Ric McIver told reporters that when he was a minister he had to book flights through the Treasury Board, but he's not clear on how things were handled when Horner's office was responsible for provincial planes under Redford.
"Maybe you should ask about Mr. Horner's future to the candidate that he's tied his future to," said McIver. "He's supporting one candidate and perhaps you should ask that candidate what he thinks."
Prentice, for his part, took to Twitter to say that if he is chosen Alberta's next premier, he would "clean this mess up," adding he would "appoint a new, smaller cabinet based on merit and integrity."
As for pointing fingers, Prentice noted that both Lukaszuk and McIver were also members of Redford's cabinet "but did not speak up. Only finding voice when convenient. Time for new leadership."
The Opposition called for Horner's resignation last week after the provincial auditor general concluded in a report that Redford and her office used public resources inappropriately and for personal and partisan purposes.

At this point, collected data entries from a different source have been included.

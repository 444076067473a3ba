//! Holder of the most recently published snapshot.
//!
//! The store is the only hand-off point between the refresh orchestrator
//! (single writer) and the HTTP read handlers (many readers). Publication is
//! an `Arc` swap under a short critical section: readers never observe a
//! partially merged result and never block the writer for longer than the
//! pointer exchange.
use std::sync::Arc;
use std::sync::RwLock;

use clustermap_models::Published;

/// Process wide holder of the most recently published refresh result.
#[derive(Clone, Default)]
pub struct SnapshotStore {
    inner: Arc<RwLock<Option<Arc<Published>>>>,
}

impl SnapshotStore {
    /// Initialise an empty store: readers see no snapshot until the first publish.
    pub fn new() -> SnapshotStore {
        SnapshotStore::default()
    }

    /// The most recently published result, if any refresh completed yet.
    pub fn latest(&self) -> Option<Arc<Published>> {
        self.inner
            .read()
            .expect("SnapshotStore RwLock poisoned")
            .clone()
    }

    /// Atomically replace the published result.
    ///
    /// The previous snapshot is released once its last reader drops it.
    pub fn publish(&self, published: Published) {
        let published = Arc::new(published);
        let mut slot = self.inner.write().expect("SnapshotStore RwLock poisoned");
        *slot = Some(published);
    }
}

#[cfg(test)]
mod tests {
    use time::OffsetDateTime;

    use clustermap_models::DiagramArtifact;
    use clustermap_models::DiagramKind;
    use clustermap_models::Published;
    use clustermap_models::Snapshot;

    use super::SnapshotStore;

    fn published(marker: &str) -> Published {
        let snapshot = Snapshot {
            cluster: marker.into(),
            ..Snapshot::default()
        };
        let diagrams = vec![DiagramArtifact::new(
            "marker",
            marker,
            DiagramKind::Markdown,
            marker,
        )];
        Published {
            snapshot,
            diagrams,
            generated_at: OffsetDateTime::UNIX_EPOCH,
        }
    }

    #[test]
    fn empty_until_first_publish() {
        let store = SnapshotStore::new();
        assert!(store.latest().is_none());
    }

    #[test]
    fn publish_replaces() {
        let store = SnapshotStore::new();
        store.publish(published("one"));
        store.publish(published("two"));
        let latest = store.latest().unwrap();
        assert_eq!(latest.snapshot.cluster, "two");
    }

    // Readers sampling around publishes must only ever see fully formed
    // results: the cluster marker and the diagram markers always agree.
    #[test]
    fn readers_never_observe_a_mixed_snapshot() {
        let store = SnapshotStore::new();
        store.publish(published("a"));

        let reader = {
            let store = store.clone();
            std::thread::spawn(move || {
                for _ in 0..10_000 {
                    let latest = store.latest().unwrap();
                    let marker = &latest.snapshot.cluster;
                    assert_eq!(&latest.diagrams[0].title, marker);
                    assert_eq!(&latest.diagrams[0].content, marker);
                }
            })
        };
        let writer = std::thread::spawn(move || {
            for round in 0..10_000 {
                let marker = if round % 2 == 0 { "a" } else { "b" };
                store.publish(published(marker));
            }
        });

        reader.join().unwrap();
        writer.join().unwrap();
    }
}
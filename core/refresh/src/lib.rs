//! The refresh orchestrator: ingest, enrich, render, publish.
//!
//! One [`Refresher`] drives the whole pipeline. Per refresh it collects the
//! full record set from the primary cluster, the reduced subset from each
//! secondary cluster and the configured infrastructure files, hands the
//! results to the freshness checkers (non-blocking, they gate themselves),
//! renders every diagram in a fixed order and atomically publishes the result
//! to the snapshot store.
//!
//! Refreshes are single-flight: a `refresh()` arriving while one is running
//! is dropped, not queued. Per-source failures degrade the snapshot; only a
//! total failure of the primary cluster suppresses publication so the read
//! API keeps signalling "initializing" until real data exists.
use std::sync::Arc;
use std::time::Duration;
use std::time::Instant;

use anyhow::Result;
use time::OffsetDateTime;
use tokio::time::MissedTickBehavior;

use clustermap_context::Context;
use clustermap_diagrams::FreshnessCaches;
use clustermap_fresh::ChartsCache;
use clustermap_fresh::ImagesCache;
use clustermap_fresh::NodesCache;
use clustermap_models::Published;
use clustermap_source_file::FileKind;
use clustermap_source_kube::ClusterSource;
use clustermap_store::SnapshotStore;

mod collect;
mod telemetry;

pub use self::telemetry::register_metrics;

/// One configured infrastructure file to read every refresh.
#[derive(Clone, Debug)]
pub struct FileSpec {
    pub name: String,
    pub kind: FileKind,
    pub path: String,
}

/// Everything a [`Refresher`] needs to drive the pipeline.
pub struct RefresherSetup {
    pub charts: ChartsCache,
    pub files: Vec<FileSpec>,
    pub images: ImagesCache,
    pub interval: Duration,
    pub nodes: NodesCache,
    pub primary: ClusterSource,
    pub secondaries: Vec<ClusterSource>,
    pub store: SnapshotStore,
}

/// How a `refresh()` invocation ended.
#[derive(Clone, Copy, Debug, Eq, PartialEq)]
pub enum RefreshOutcome {
    /// The pipeline ran and a new snapshot was published.
    Completed,

    /// Another refresh was in flight, this invocation was dropped.
    AlreadyRunning,

    /// Every primary cluster read failed, nothing was published.
    PrimaryUnavailable,
}

impl RefreshOutcome {
    fn as_str(&self) -> &'static str {
        match self {
            RefreshOutcome::Completed => "completed",
            RefreshOutcome::AlreadyRunning => "already-running",
            RefreshOutcome::PrimaryUnavailable => "primary-unavailable",
        }
    }
}

/// Single-flight orchestrator of the ingest, enrich, render pipeline.
#[derive(Clone)]
pub struct Refresher {
    inner: Arc<RefresherInner>,
}

struct RefresherInner {
    charts: ChartsCache,
    files: Vec<FileSpec>,
    flight: tokio::sync::Mutex<()>,
    images: ImagesCache,
    interval: Duration,
    nodes: NodesCache,
    primary: ClusterSource,
    secondaries: Vec<ClusterSource>,
    store: SnapshotStore,
}

impl Refresher {
    pub fn new(setup: RefresherSetup) -> Refresher {
        Refresher {
            inner: Arc::new(RefresherInner {
                charts: setup.charts,
                files: setup.files,
                flight: tokio::sync::Mutex::new(()),
                images: setup.images,
                interval: setup.interval,
                nodes: setup.nodes,
                primary: setup.primary,
                secondaries: setup.secondaries,
                store: setup.store,
            }),
        }
    }

    /// Run one refresh cycle, unless one is already in flight.
    ///
    /// Errors are only returned for process shutdown; everything else
    /// degrades and is reported through logs and the outcome.
    pub async fn refresh(&self, context: &Context) -> Result<RefreshOutcome> {
        let _flight = match self.inner.flight.try_lock() {
            Ok(guard) => guard,
            Err(_) => {
                slog::debug!(context.logger, "Snapshot refresh already in flight, dropping");
                return Ok(RefreshOutcome::AlreadyRunning);
            }
        };

        let started = Instant::now();
        let result = self.refresh_locked(context).await;
        let duration = started.elapsed();
        match &result {
            Ok(outcome) => {
                telemetry::REFRESH_DURATION.observe(duration.as_secs_f64());
                telemetry::REFRESH_COUNT
                    .with_label_values(&[outcome.as_str()])
                    .inc();
                slog::info!(
                    context.logger, "Snapshot refresh finished";
                    "duration_ms" => duration.as_millis() as u64,
                    "outcome" => outcome.as_str(),
                );
            }
            Err(_) => {
                slog::info!(
                    context.logger, "Snapshot refresh aborted by shutdown";
                    "duration_ms" => duration.as_millis() as u64,
                );
            }
        }
        result
    }

    /// The refresh pipeline body, running under the single-flight guard.
    async fn refresh_locked(&self, context: &Context) -> Result<RefreshOutcome> {
        // Step 1: full collection from the primary cluster.
        let collection = collect::primary(context, &self.inner.primary).await?;
        if collection.attempted > 0 && collection.failed == collection.attempted {
            slog::warn!(
                context.logger, "Primary cluster unavailable, keeping previous snapshot";
                "cluster" => self.inner.primary.cluster(),
            );
            return Ok(RefreshOutcome::PrimaryUnavailable);
        }
        let mut snapshot = collection.snapshot;

        // Step 2: the reduced subset from every secondary cluster, appended
        // in deterministic order so equivalent inputs render identically.
        collect::secondaries(context, &self.inner.secondaries, &mut snapshot).await?;

        // Step 3: infrastructure files. Failures are logged and skipped.
        collect::files(context, &self.inner.files, &mut snapshot).await?;

        // Step 4: hand the snapshot to the freshness checkers. The checkers
        // single-flight and time gate themselves; the refresh never waits.
        let (chart_refs, image_refs, node_versions) = collect::freshness_inputs(&snapshot);
        {
            let cache = self.inner.charts.clone();
            let context = context.clone();
            tokio::spawn(async move { cache.check(&context, chart_refs).await });
        }
        {
            let cache = self.inner.images.clone();
            let context = context.clone();
            tokio::spawn(async move { cache.check(&context, image_refs).await });
        }
        {
            let cache = self.inner.nodes.clone();
            let context = context.clone();
            tokio::spawn(async move { cache.check(&context, node_versions).await });
        }

        // Step 5: render all diagrams in their fixed order.
        let caches = FreshnessCaches {
            charts: &self.inner.charts,
            images: &self.inner.images,
            nodes: &self.inner.nodes,
        };
        let diagrams = clustermap_diagrams::render_all(&snapshot, &caches);

        // Step 6: atomic publication.
        context.check_shutdown()?;
        self.inner.store.publish(Published {
            snapshot,
            diagrams,
            generated_at: OffsetDateTime::now_utc(),
        });
        Ok(RefreshOutcome::Completed)
    }

    /// Refresh at startup, then on every tick until shutdown.
    pub async fn run(&self, context: &Context) {
        if let Err(error) = self.refresh(context).await {
            slog::warn!(
                context.logger, "Startup snapshot refresh did not complete";
                "error" => %error,
            );
        }

        let mut ticker = tokio::time::interval(self.inner.interval);
        ticker.set_missed_tick_behavior(MissedTickBehavior::Delay);
        // The first tick of a fresh interval completes immediately and the
        // startup refresh already covered it.
        ticker.tick().await;
        loop {
            tokio::select! {
                biased;
                _ = context.cancel.cancelled() => break,
                _ = ticker.tick() => {
                    if let Err(error) = self.refresh(context).await {
                        slog::warn!(
                            context.logger, "Scheduled snapshot refresh did not complete";
                            "error" => %error,
                        );
                    }
                }
            }
        }
        slog::info!(context.logger, "Refresh loop stopped");
    }
}

#[cfg(test)]
mod tests;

Horner said after the report's release that the province will immediately implement recommendations related to government travel and would also look into the current airline reservation system.
In his letter to fellow Tories, he said he would not let the Wildrose or the media bully him into stepping down.
“I was told many years ago by my father that if you are accused of something and it's true, take the punishment, learn from it and move on," he said. "But if it’s not true, depend on the truth and … those who accuse need to take responsibility for their actions.”